10. Clarinhas de Fão
As Clarinhas de Fão têm origem no convento do Menino Jesus de Barcelos. Começaram a ser fabricadas na Confeitaria Salvação em Barcelos, a partir de 1830. Ao que parece, a receita foi roubada por um residente de Fão, que a confecionou, comercializou e tornou popular. Os doces são feitos com massa fina em forma de meia-lua, e recheados com abóbora chila envolvida em gemas e açúcar. No final, são fritos.
11. Brisas do Lis
Pensa-se que este doce tenha surgido no Convento de Santa Ana da ordem das Dominicanas, no século XVIII. Segundo uma versão, a receita foi depois passada a uma devota que frequentava o convento.

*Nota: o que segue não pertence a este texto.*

use super::{load_config, millis, trakt_client_id};
use crate::output::Output;
use color_eyre::eyre::{eyre, WrapErr};
use color_eyre::Result;
use history_sync_config::{resolve_credential, CredentialStore, PathManager, TRAKT_ACCESS_TOKEN_ENV};
use history_sync_core::transmit::WHOLE_SHOW_WARNING;
use history_sync_core::{preview_payloads, read_export, transmit_batches, PayloadAggregator};
use history_sync_models::{SyncBucket, SyncMode};
use history_sync_sources::TraktClient;
use serde_json::json;
use std::path::PathBuf;

pub struct SyncArgs {
    pub csv: PathBuf,
    pub mode: Option<SyncMode>,
    pub trakt_client_id: Option<String>,
    pub trakt_token: Option<String>,
    pub batch_size: Option<usize>,
    pub dry_run: bool,
}

pub async fn run_sync(args: SyncArgs, output: &Output) -> Result<()> {
    tracing::debug!("Sync command started");

    let paths = PathManager::default();
    let config = load_config(&paths)?;
    let mode = args.mode.unwrap_or(config.sync.mode);
    let batch_size = args.batch_size.unwrap_or(config.sync.batch_size);
    if batch_size == 0 {
        return Err(eyre!("--batch-size must be at least 1"));
    }

    let records = read_export(&args.csv).wrap_err_with(|| format!("Failed to read {}", args.csv.display()))?;
    let plan = PayloadAggregator::new(mode).with_batch_size(batch_size).aggregate(&records);

    output.summary(
        &format!("Sync plan ({})", mode),
        &[
            ("Rows", records.len().to_string()),
            ("Movies", plan.movies.len().to_string()),
            ("Shows with seasons", plan.show_seasons.len().to_string()),
            ("Shows without season", plan.show_whole.len().to_string()),
            ("Excluded", plan.excluded.len().to_string()),
            ("Batches", plan.batches().len().to_string()),
        ],
    );

    if plan.has_whole_show_history() {
        output.warn(WHOLE_SHOW_WARNING);
    }

    if args.dry_run {
        for preview in preview_payloads(&plan) {
            if output.is_human() {
                let shown = preview.payload.len();
                let note = if shown < preview.total_entries {
                    format!(" (first {} of {})", shown, preview.total_entries)
                } else {
                    String::new()
                };
                output.info(format!("POST /sync/{} [{}]{}", preview.endpoint, preview.bucket, note));
            }
            output.json(&serde_json::to_value(&preview)?);
        }
        output.success("Dry run: nothing was sent");
        return Ok(());
    }

    if plan.is_empty() {
        output.warn(format!("No matched rows in {}; nothing to send", args.csv.display()));
        return Ok(());
    }

    let client_id = trakt_client_id(args.trakt_client_id.as_deref(), &config)?;
    let mut trakt = TraktClient::from_config(&config.http, client_id)
        .wrap_err("Failed to build Trakt HTTP client")?
        .with_client_secret(config.trakt.client_secret.clone());

    match resolve_credential(args.trakt_token.as_deref(), TRAKT_ACCESS_TOKEN_ENV, None) {
        Some(token) => trakt = trakt.with_access_token(token),
        None => {
            let credentials_file = paths.credentials_file();
            let mut store = CredentialStore::new(credentials_file.clone());
            store
                .load()
                .map_err(|e| eyre!("Failed to load credentials from {}: {}", credentials_file.display(), e))?;
            trakt
                .authenticate_from_store(&mut store)
                .await
                .map_err(|e| eyre!("{}", e))?;
        }
    }

    let report = transmit_batches(&trakt, &plan, millis(config.pacing.batch_delay_ms)).await;

    if output.is_human() {
        for batch in &report.batches {
            let status = batch.status.map_or_else(|| "error".to_string(), |s| s.to_string());
            let line = format!(
                "[{}/{} #{}] -> {} {}",
                mode.endpoint(),
                batch.bucket.label(),
                batch.index,
                status,
                batch.body_excerpt
            );
            if batch.ok {
                output.info(line);
            } else {
                output.error(line);
            }
        }
    } else {
        output.json(&json!({
            "success": report.is_success(),
            "mode": mode.to_string(),
            "entries_sent": report.entries_sent(),
            "excluded": plan.excluded.len(),
            "report": &report,
        }));
    }

    if !report.is_success() {
        return Err(eyre!(
            "{} of {} batches failed; entries in earlier batches were already sent",
            report.failed(),
            report.batches.len()
        ));
    }

    let whole = plan.entries(SyncBucket::ShowWhole).len();
    output.success(format!(
        "Sent {} entries to Trakt {} ({} whole-show)",
        report.entries_sent(),
        mode.endpoint(),
        whole
    ));
    Ok(())
}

Também se diz que o doce terá surgido de uma parceria de duas amigas, que abriram mais tarde o Café Colonial, em Leiria. As Brisas do Liz são feitas com açúcar, ovos e amêndoa, sendo depois cozidas em banho-maria. Têm consistência semelhante ao pudim.
12. Dom Rodrigo
Este doce tradicional de Lagos, no Algarve, tem origem no convento de Nossa Senhora do Carmo, tendo sido criado para homenagear o capitão-general do Algarve, D. Rodrigo de Menezes. O doce é feito com fios de ovos, miolo de amêndoa, açúcar e gemas, e pode ser apresentado de três formas: numa taça de vidro, sendo comido à colher; em forma de rebuçados; ou envolvido em papel metalizado (a versão mais comum).
A doçaria conventual beirã é mesmo deliciosa. Pasteis de Santa Clara, de Tentugal, de Lorvão, as Brisas do Lis e os Ovos Moles são apenas os mais conhecidos.
Sem dúvida. A doçaria da Beira Litoral é muito boa como essa Brisa do Lis e os Ovos Moles.